El crecimiento era vertiginoso, a tal punto que los D’Onofrio tuvieron que cambiar a un local más grande. Corrían los años 50 cuando la nueva sede se fija en terrenos del ex fundo Aramburú, sobre un área de 36,000 m2 y con frente a la Av. Venezuela.

Durante la década de los 60 se termina de trasladar la planta de helados totalmente modernizada con equipos para la producción de helados tipo “Ice Cream”. Es en esos años que se introduce al mercado su emblemático sandwich de helado.

Pero Antonio quería llevar la empresa de su padre a un siguiente nivel y firma un importante acuerdo con la firma italiana Alemagna, comprando la fórmula para la producción e introducción en el Perú del panetón.

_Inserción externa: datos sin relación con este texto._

//! In-process stand-in for the menu tool, used by the workflow tests.

use crate::driver::protocol::APPLY_CHANGES_LABEL;
use crate::driver::request::{needs_destination, PortType};
use crate::menu::REJECTED_CHOICE_MARKER;
use crate::pattern::Pattern;
use crate::result::{ExpectError, MatchResult};
use crate::session::Transport;
use std::time::Duration;

const MAX_PORT: u32 = 7;

const MAIN_MENU: &[(&str, &str)] = &[
    ("1", "Configure Host Port"),
    ("2", "Configure SOC Port"),
    ("3", "Mapping"),
    ("4", "Save Configuration to file"),
    ("5", APPLY_CHANGES_LABEL),
    ("6", "Exit/Quit"),
];

const PORT_MENU: &[(&str, &str)] = &[
    ("1", "Modify MTU"),
    ("2", "Enable/Disable IMT Status"),
    ("b", "Back/Previous Menu"),
];

const MAPPING_MENU: &[(&str, &str)] = &[
    ("1", "Port  Mapping(Host PF to SOC  PF)"),
    ("2", "Port  Mapping(SOC  PF to Host PF)"),
    ("3", "Port  Mapping(SOC  PF to Line)"),
    ("b", "Back/Previous Menu"),
];

#[derive(Debug, Clone, PartialEq, Eq)]
enum State {
    Main,
    PortNumber(PortType),
    PortMenu(PortType, u32),
    MtuEntry(PortType, u32),
    ImtConfirm(u32),
    MappingMenu,
    MappingSource(String),
    MappingDestination(String, u32),
    SaveConfirm,
    Exited,
}

/// Menu tool that answers synchronously; output that is not there when a
/// pattern is awaited never arrives, so a missing prompt is a timeout.
pub struct SimulatedTool {
    output: String,
    state: State,
    hidden: Vec<String>,
    reject_mtu: bool,
    sends: Vec<String>,
    mtus: Vec<(PortType, u32, u32)>,
    imt_toggles: Vec<u32>,
    mappings: Vec<(String, u32, Option<u32>)>,
    saves: usize,
    applies: usize,
}

impl SimulatedTool {
    /// Tool sitting at its main menu.
    pub fn new() -> Self {
        let mut tool = Self::with_output(String::new(), State::Main);
        tool.output.push_str("Pytool management configuration\r\n");
        tool.show_main();
        tool
    }

    /// Tool that dies during startup after printing `output`.
    pub fn crashing(output: &str) -> Self {
        Self::with_output(output.to_string(), State::Exited)
    }

    /// Tool that prints `output` and then nothing more.
    pub fn hanging(output: &str) -> Self {
        Self::with_output(output.to_string(), State::Main)
    }

    fn with_output(output: String, state: State) -> Self {
        Self {
            output,
            state,
            hidden: Vec::new(),
            reject_mtu: false,
            sends: Vec::new(),
            mtus: Vec::new(),
            imt_toggles: Vec::new(),
            mappings: Vec::new(),
            saves: 0,
            applies: 0,
        }
    }

    /// Leave `label` out of every menu printed from now on.
    pub fn hide_label(mut self, label: &str) -> Self {
        self.hidden.push(label.to_string());
        self.output = String::from("Pytool management configuration\r\n");
        self.show_main();
        self
    }

    /// Reject every MTU value.
    pub fn reject_mtu(mut self) -> Self {
        self.reject_mtu = true;
        self
    }

    pub fn sends(&self) -> &[String] {
        &self.sends
    }

    pub fn mtus(&self) -> &[(PortType, u32, u32)] {
        &self.mtus
    }

    pub fn imt_toggles(&self) -> &[u32] {
        &self.imt_toggles
    }

    pub fn mappings(&self) -> &[(String, u32, Option<u32>)] {
        &self.mappings
    }

    pub fn saves(&self) -> usize {
        self.saves
    }

    pub fn applies(&self) -> usize {
        self.applies
    }

    pub fn exited(&self) -> bool {
        self.state == State::Exited
    }

    fn render(&mut self, items: &[(&str, &str)]) {
        for (selector, label) in items {
            if !self.hidden.iter().any(|h| h == label) {
                self.output.push_str(&format!("{}) {}\r\n", selector, label));
            }
        }
    }

    fn lookup(&self, items: &[(&str, &'static str)], line: &str) -> Option<&'static str> {
        items
            .iter()
            .find(|(selector, label)| *selector == line && !self.hidden.iter().any(|h| h == label))
            .map(|(_, label)| *label)
    }

    fn show_main(&mut self) {
        self.output.push_str("\r\n");
        self.render(MAIN_MENU);
        self.output.push_str("==> ");
    }

    fn show_port_menu(&mut self, port_type: PortType, port: u32) {
        self.output.push_str(&format!("\r\n{} Port {}\r\n", port_type, port));
        self.render(PORT_MENU);
        self.output.push_str("Main Menu\r\n==> ");
    }

    fn show_mapping_menu(&mut self) {
        self.output.push_str("\r\n");
        self.render(MAPPING_MENU);
        self.output.push_str("==> ");
    }

    fn ask_port_number(&mut self, port_type: PortType) {
        self.output.push_str(&format!(
            "Enable and Configure {} Port from range 0-{} (or \"b\" to Back/Previous Menu) :",
            port_type, MAX_PORT
        ));
    }

    fn ask_mapping_port(&mut self, port_type: PortType) {
        self.output.push_str(&format!(
            "Enter {} Port from range 0-{} (or \"b\" to Back/Previous Menu) :",
            port_type, MAX_PORT
        ));
    }

    fn reject(&mut self) {
        self.output.push_str(REJECTED_CHOICE_MARKER);
        self.output.push_str("\r\n");
    }

    fn port(line: &str) -> Option<u32> {
        line.parse().ok().filter(|p| *p <= MAX_PORT)
    }

    fn handle(&mut self, line: &str) {
        match self.state.clone() {
            State::Main => match self.lookup(MAIN_MENU, line) {
                Some("Configure Host Port") => self.enter_port_number(PortType::Host),
                Some("Configure SOC Port") => self.enter_port_number(PortType::Soc),
                Some("Mapping") => {
                    self.state = State::MappingMenu;
                    self.show_mapping_menu();
                }
                Some("Save Configuration to file") => {
                    self.saves += 1;
                    self.output.push_str("Configuration saved\r\n");
                    self.show_main();
                }
                Some(APPLY_CHANGES_LABEL) => {
                    self.applies += 1;
                    self.output.push_str("Changes applied\r\n");
                    self.show_main();
                }
                Some("Exit/Quit") => {
                    self.state = State::SaveConfirm;
                    self.output.push_str("Save latest Configuration? (y/n/b) ");
                }
                _ => {
                    self.reject();
                    self.show_main();
                }
            },
            State::PortNumber(port_type) => match line {
                "b" => {
                    self.state = State::Main;
                    self.show_main();
                }
                _ => match Self::port(line) {
                    Some(port) => {
                        self.state = State::PortMenu(port_type, port);
                        self.show_port_menu(port_type, port);
                    }
                    None => {
                        self.reject();
                        self.ask_port_number(port_type);
                    }
                },
            },
            State::PortMenu(port_type, port) => match self.lookup(PORT_MENU, line) {
                Some("Modify MTU") => {
                    self.state = State::MtuEntry(port_type, port);
                    self.output
                        .push_str("Enter the mtu (or \"b\" to Back/Previous Menu) :");
                }
                Some("Enable/Disable IMT Status") => {
                    self.state = State::ImtConfirm(port);
                    self.output.push_str("Do you want to toggle? (y/n/b)");
                }
                Some("Back/Previous Menu") => self.enter_port_number(port_type),
                _ => {
                    self.reject();
                    self.show_port_menu(port_type, port);
                }
            },
            State::MtuEntry(port_type, port) => {
                self.state = State::PortMenu(port_type, port);
                match line.parse() {
                    Ok(mtu) if !self.reject_mtu => {
                        self.mtus.push((port_type, port, mtu));
                        self.output.push_str(&format!("\r\nMTU set to {}\r\n", mtu));
                    }
                    _ => self.reject(),
                }
                self.show_port_menu(port_type, port);
            }
            State::ImtConfirm(port) => {
                self.state = State::PortMenu(PortType::Soc, port);
                if line == "y" {
                    self.imt_toggles.push(port);
                    self.output.push_str("\r\nIMT status toggled\r\n");
                }
                self.show_port_menu(PortType::Soc, port);
            }
            State::MappingMenu => match self.lookup(MAPPING_MENU, line) {
                Some("Back/Previous Menu") => {
                    self.state = State::Main;
                    self.show_main();
                }
                Some(label) => {
                    let kind = label
                        .trim_start_matches("Port  Mapping(")
                        .trim_end_matches(')')
                        .to_string();
                    let source_type = if kind.starts_with("Host") {
                        PortType::Host
                    } else {
                        PortType::Soc
                    };
                    self.state = State::MappingSource(kind);
                    self.ask_mapping_port(source_type);
                }
                None => {
                    self.reject();
                    self.show_mapping_menu();
                }
            },
            State::MappingSource(kind) => match Self::port(line) {
                Some(source) if needs_destination(&kind) => {
                    let destination_type = if kind.ends_with("Host PF") {
                        PortType::Host
                    } else {
                        PortType::Soc
                    };
                    self.state = State::MappingDestination(kind, source);
                    self.ask_mapping_port(destination_type);
                }
                Some(source) => {
                    self.mappings.push((kind, source, None));
                    self.state = State::MappingMenu;
                    self.output.push_str("\r\nMapping updated\r\n");
                    self.show_mapping_menu();
                }
                None => {
                    self.state = State::MappingMenu;
                    self.reject();
                    self.show_mapping_menu();
                }
            },
            State::MappingDestination(kind, source) => {
                self.state = State::MappingMenu;
                match Self::port(line) {
                    Some(destination) => {
                        self.mappings.push((kind, source, Some(destination)));
                        self.output.push_str("\r\nMapping updated\r\n");
                    }
                    None => self.reject(),
                }
                self.show_mapping_menu();
            }
            State::SaveConfirm => {
                self.state = State::Exited;
                self.output.push_str("\r\nGoodbye\r\n");
            }
            State::Exited => {}
        }
    }

    fn enter_port_number(&mut self, port_type: PortType) {
        self.state = State::PortNumber(port_type);
        self.ask_port_number(port_type);
    }
}

impl Transport for SimulatedTool {
    async fn send_line(&mut self, line: &str) -> Result<(), ExpectError> {
        if self.exited() {
            return Err(ExpectError::IoError(std::io::Error::from(
                std::io::ErrorKind::BrokenPipe,
            )));
        }
        self.sends.push(line.to_string());
        self.handle(line);
        Ok(())
    }

    async fn await_pattern(&mut self, pattern: Pattern) -> Result<MatchResult, ExpectError> {
        let matcher = pattern.to_matcher()?;
        match matcher.find(self.output.as_bytes()) {
            Some(m) => {
                let before = self.output[..m.start].to_string();
                let matched = self.output[m.start..m.end].to_string();
                self.output.drain(..m.end);
                Ok(MatchResult {
                    matched,
                    before,
                    captures: m.captures,
                })
            }
            None if self.exited() => Err(ExpectError::Eof {
                before: std::mem::take(&mut self.output),
            }),
            None => Err(ExpectError::Timeout {
                duration: Duration::ZERO,
                before: self.output.clone(),
            }),
        }
    }
}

Es así que el primer empaque de panetón D’Onofrio toma como referencia la emblemática imagen del Duomo de Milan.

D’onofrio vende a Nestlé

Antonio D’Onofrio fallece en 1970, pero su familia siguió trabajando con esmero introduciendo innovaciones y creando puntos de ventas y confiterías.

En los 90, D’Onofrio ya era un gran imperio empresarial y, por ello, en 1997 fue adquirido por la transnacional suiza Nestlé, que decidió mantener las actividades de la tradicional empresa en la Av. Venezuela.

Nestlé pagó US$80 millones por D’Onofrio a la familia Rodríguez Banda, dueña del Grupo Gloria, que por  años se había hecho cargo de la conocida empresa de helados, panetones y golosinas.

En la actualidad, D’onofrio cuenta con más de 6 mil heladeros, quienes cargan en sus triciclos casi 400 helados diarios, llevando alegría a los peruanos y manteniendo vivo el sueño de Don Pedro D’Onofrio.